[Work order]
Using "Result" as the search string, find the matching lines below and copy them.
Records supplied section start
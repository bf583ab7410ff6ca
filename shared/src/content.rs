//! Content repository backed by the `content` table.

use async_trait::async_trait;
use chrono::Utc;
use uuid::Uuid;

use crate::db::{self, DbSettings};
use crate::models::{Content, ContentFields};
use crate::Result;

/// Storage for content entries.
#[async_trait]
pub trait ContentRepository: Send + Sync {
    async fn insert(&self, fields: &ContentFields, banner_image_url: Option<&str>) -> Result<Content>;

    async fn find(&self, id: Uuid) -> Result<Option<Content>>;

    /// Every entry, newest first.
    async fn list(&self) -> Result<Vec<Content>>;

    /// Overwrite all editable fields. `None` when the entry vanished.
    async fn update(
        &self,
        id: Uuid,
        fields: &ContentFields,
        banner_image_url: Option<&str>,
    ) -> Result<Option<Content>>;

    /// Remove an entry, returning its last state.
    async fn delete(&self, id: Uuid) -> Result<Option<Content>>;
}

const CONTENT_COLUMNS: &str = "id, content_type, title, author, publication_date, content, tags, \
                               banner_image_url, created_at, updated_at";

/// Postgres implementation using the process-wide pool.
pub struct PgContentRepository {
    settings: DbSettings,
}

impl PgContentRepository {
    pub fn new(settings: DbSettings) -> Self {
        Self { settings }
    }
}

#[async_trait]
impl ContentRepository for PgContentRepository {
    async fn insert(&self, fields: &ContentFields, banner_image_url: Option<&str>) -> Result<Content> {
        let pool = db::pool(&self.settings).await?;
        let now = Utc::now();

        let content = sqlx::query_as::<_, Content>(&format!(
            r#"
            INSERT INTO content (id, content_type, title, author, publication_date, content, tags,
                                 banner_image_url, created_at, updated_at)
            VALUES ($1, $2, $3, $4, $5, $6, $7, $8, $9, $9)
            RETURNING {}
            "#,
            CONTENT_COLUMNS
        ))
        .bind(Uuid::new_v4())
        .bind(&fields.content_type)
        .bind(&fields.title)
        .bind(&fields.author)
        .bind(fields.publication_date)
        .bind(&fields.content)
        .bind(&fields.tags)
        .bind(banner_image_url)
        .bind(now)
        .fetch_one(pool)
        .await?;

        Ok(content)
    }

    async fn find(&self, id: Uuid) -> Result<Option<Content>> {
        let pool = db::pool(&self.settings).await?;

        let content = sqlx::query_as::<_, Content>(&format!(
            "SELECT {} FROM content WHERE id = $1",
            CONTENT_COLUMNS
        ))
        .bind(id)
        .fetch_optional(pool)
        .await?;

        Ok(content)
    }

    async fn list(&self) -> Result<Vec<Content>> {
        let pool = db::pool(&self.settings).await?;

        let contents = sqlx::query_as::<_, Content>(&format!(
            "SELECT {} FROM content ORDER BY created_at DESC",
            CONTENT_COLUMNS
        ))
        .fetch_all(pool)
        .await?;

        Ok(contents)
    }

    async fn update(
        &self,
        id: Uuid,
        fields: &ContentFields,
        banner_image_url: Option<&str>,
    ) -> Result<Option<Content>> {
        let pool = db::pool(&self.settings).await?;

        let content = sqlx::query_as::<_, Content>(&format!(
            r#"
            UPDATE content SET
                content_type = $2,
                title = $3,
                author = $4,
                publication_date = $5,
                content = $6,
                tags = $7,
                banner_image_url = $8,
                updated_at = NOW()
            WHERE id = $1
            RETURNING {}
            "#,
            CONTENT_COLUMNS
        ))
        .bind(id)
        .bind(&fields.content_type)
        .bind(&fields.title)
        .bind(&fields.author)
        .bind(fields.publication_date)
        .bind(&fields.content)
        .bind(&fields.tags)
        .bind(banner_image_url)
        .fetch_optional(pool)
        .await?;

        Ok(content)
    }

    async fn delete(&self, id: Uuid) -> Result<Option<Content>> {
        let pool = db::pool(&self.settings).await?;

        let content = sqlx::query_as::<_, Content>(&format!(
            "DELETE FROM content WHERE id = $1 RETURNING {}",
            CONTENT_COLUMNS
        ))
        .bind(id)
        .fetch_optional(pool)
        .await?;

        Ok(content)
    }
}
Records supplied section end
[Response area]
use crate::Result;
    async fn insert(&self, fields: &ContentFields, banner_image_url: Option<&str>) -> Result<Content>;
    async fn find(&self, id: Uuid) -> Result<Option<Content>>;
    async fn list(&self) -> Result<Vec<Content>>;
    ) -> Result<Option<Content>>;
    async fn delete(&self, id: Uuid) -> Result<Option<Content>>;
    async fn insert(&self, fields: &ContentFields, banner_image_url: Option<&str>) -> Result<Content> {
    async fn find(&self, id: Uuid) -> Result<Option<Content>> {
    async fn list(&self) -> Result<Vec<Content>> {
    ) -> Result<Option<Content>> {
    async fn delete(&self, id: Uuid) -> Result<Option<Content>> {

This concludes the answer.